- Work request -
Reproduce the data below word for word.

- Given data -
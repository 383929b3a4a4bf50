//! Writer statistics

use std::sync::atomic::{AtomicU64, Ordering};
use std::time::Duration;

/// Point-in-time copy of a writer's counters
#[derive(Debug, Clone, Default, PartialEq)]
pub struct SinkStats {
    /// Records accepted by `write`
    pub records_written: u64,
    /// Records that failed to bind or to be added to the batch
    pub records_rejected: u64,
    /// Records in successfully executed batches
    pub records_flushed: u64,
    /// Records in batches whose execution failed
    pub records_failed: u64,
    /// Successfully executed batches
    pub batches_flushed: u64,
    /// Batches whose execution failed
    pub batches_failed: u64,
    /// Time spent executing batches (milliseconds)
    pub total_flush_time_ms: u64,
    /// Flushed records per second of execution time
    pub records_per_second: f64,
}

/// Counters updated by a writer and readable from other tasks
#[derive(Debug, Default)]
#[allow(missing_docs)]
pub struct AtomicSinkStats {
    pub records_written: AtomicU64,
    pub records_rejected: AtomicU64,
    pub records_flushed: AtomicU64,
    pub records_failed: AtomicU64,
    pub batches_flushed: AtomicU64,
    pub batches_failed: AtomicU64,
    pub total_flush_time_ms: AtomicU64,
}

impl AtomicSinkStats {
    /// Record a record added to the batch
    pub fn record_write(&self) {
        self.records_written.fetch_add(1, Ordering::Relaxed);
    }

    /// Record a record that could not be added
    pub fn record_rejection(&self) {
        self.records_rejected.fetch_add(1, Ordering::Relaxed);
    }

    /// Record a successful batch
    pub fn record_flush(&self, records: u64, duration: Duration) {
        self.records_flushed.fetch_add(records, Ordering::Relaxed);
        self.batches_flushed.fetch_add(1, Ordering::Relaxed);
        self.total_flush_time_ms
            .fetch_add(duration.as_millis() as u64, Ordering::Relaxed);
    }

    /// Record a failed batch
    pub fn record_flush_failure(&self, records: u64) {
        self.records_failed.fetch_add(records, Ordering::Relaxed);
        self.batches_failed.fetch_add(1, Ordering::Relaxed);
    }

    /// Get a snapshot
    pub fn snapshot(&self) -> SinkStats {
        let flushed = self.records_flushed.load(Ordering::Relaxed);
        let time_ms = self.total_flush_time_ms.load(Ordering::Relaxed);
        let rps = if time_ms > 0 {
            (flushed as f64 * 1000.0) / time_ms as f64
        } else {
            0.0
        };

        SinkStats {
            records_written: self.records_written.load(Ordering::Relaxed),
            records_rejected: self.records_rejected.load(Ordering::Relaxed),
            records_flushed: flushed,
            records_failed: self.records_failed.load(Ordering::Relaxed),
            batches_flushed: self.batches_flushed.load(Ordering::Relaxed),
            batches_failed: self.batches_failed.load(Ordering::Relaxed),
            total_flush_time_ms: time_ms,
            records_per_second: rps,
        }
    }
}

#[cfg(test)]
mod tests {
    use super::*;

    #[test]
    fn test_atomic_sink_stats() {
        let stats = AtomicSinkStats::default();

        for _ in 0..150 {
            stats.record_write();
        }
        stats.record_rejection();
        stats.record_flush(100, Duration::from_millis(200));
        stats.record_flush(50, Duration::from_millis(100));
        stats.record_flush_failure(5);

        let snapshot = stats.snapshot();
        assert_eq!(snapshot.records_written, 150);
        assert_eq!(snapshot.records_rejected, 1);
        assert_eq!(snapshot.records_flushed, 150);
        assert_eq!(snapshot.batches_flushed, 2);
        assert_eq!(snapshot.records_failed, 5);
        assert_eq!(snapshot.batches_failed, 1);
        assert_eq!(snapshot.total_flush_time_ms, 300);
        assert_eq!(snapshot.records_per_second, 500.0);
    }

    #[test]
    fn test_empty_snapshot() {
        assert_eq!(AtomicSinkStats::default().snapshot(), SinkStats::default());
    }
}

- Task result -
repository 383929b3a4a4bf50
//! Writer statistics

use std::sync::atomic::{AtomicU64, Ordering};
use std::time::Duration;

/// Point-in-time copy of a writer's counters
#[derive(Debug, Clone, Default, PartialEq)]
pub struct SinkStats {
    /// Records accepted by `write`
    pub records_written: u64,
    /// Records that failed to bind or to be added to the batch
    pub records_rejected: u64,
    /// Records in successfully executed batches
    pub records_flushed: u64,
    /// Records in batches whose execution failed
    pub records_failed: u64,
    /// Successfully executed batches
    pub batches_flushed: u64,
    /// Batches whose execution failed
    pub batches_failed: u64,
    /// Time spent executing batches (milliseconds)
    pub total_flush_time_ms: u64,
    /// Flushed records per second of execution time
    pub records_per_second: f64,
}

/// Counters updated by a writer and readable from other tasks
#[derive(Debug, Default)]
#[allow(missing_docs)]
pub struct AtomicSinkStats {
    pub records_written: AtomicU64,
    pub records_rejected: AtomicU64,
    pub records_flushed: AtomicU64,
    pub records_failed: AtomicU64,
    pub batches_flushed: AtomicU64,
    pub batches_failed: AtomicU64,
    pub total_flush_time_ms: AtomicU64,
}

impl AtomicSinkStats {
    /// Record a record added to the batch
    pub fn record_write(&self) {
        self.records_written.fetch_add(1, Ordering::Relaxed);
    }

    /// Record a record that could not be added
    pub fn record_rejection(&self) {
        self.records_rejected.fetch_add(1, Ordering::Relaxed);
    }

    /// Record a successful batch
    pub fn record_flush(&self, records: u64, duration: Duration) {
        self.records_flushed.fetch_add(records, Ordering::Relaxed);
        self.batches_flushed.fetch_add(1, Ordering::Relaxed);
        self.total_flush_time_ms
            .fetch_add(duration.as_millis() as u64, Ordering::Relaxed);
    }

    /// Record a failed batch
    pub fn record_flush_failure(&self, records: u64) {
        self.records_failed.fetch_add(records, Ordering::Relaxed);
        self.batches_failed.fetch_add(1, Ordering::Relaxed);
    }

    /// Get a snapshot
    pub fn snapshot(&self) -> SinkStats {
        let flushed = self.records_flushed.load(Ordering::Relaxed);
        let time_ms = self.total_flush_time_ms.load(Ordering::Relaxed);
        let rps = if time_ms > 0 {
            (flushed as f64 * 1000.0) / time_ms as f64
        } else {
            0.0
        };

        SinkStats {
            records_written: self.records_written.load(Ordering::Relaxed),
            records_rejected: self.records_rejected.load(Ordering::Relaxed),
            records_flushed: flushed,
            records_failed: self.records_failed.load(Ordering::Relaxed),
            batches_flushed: self.batches_flushed.load(Ordering::Relaxed),
            batches_failed: self.batches_failed.load(Ordering::Relaxed),
            total_flush_time_ms: time_ms,
            records_per_second: rps,
        }
    }
}

#[cfg(test)]
mod tests {
    use super::*;

    #[test]
    fn test_atomic_sink_stats() {
        let stats = AtomicSinkStats::default();

        for _ in 0..150 {
            stats.record_write();
        }
        stats.record_rejection();
        stats.record_flush(100, Duration::from_millis(200));
        stats.record_flush(50, Duration::from_millis(100));
        stats.record_flush_failure(5);

        let snapshot = stats.snapshot();
        assert_eq!(snapshot.records_written, 150);
        assert_eq!(snapshot.records_rejected, 1);
        assert_eq!(snapshot.records_flushed, 150);
        assert_eq!(snapshot.batches_flushed, 2);
        assert_eq!(snapshot.records_failed, 5);
        assert_eq!(snapshot.batches_failed, 1);
        assert_eq!(snapshot.total_flush_time_ms, 300);
        assert_eq!(snapshot.records_per_second, 500.0);
    }

    #[test]
    fn test_empty_snapshot() {
        assert_eq!(AtomicSinkStats::default().snapshot(), SinkStats::default());
    }
}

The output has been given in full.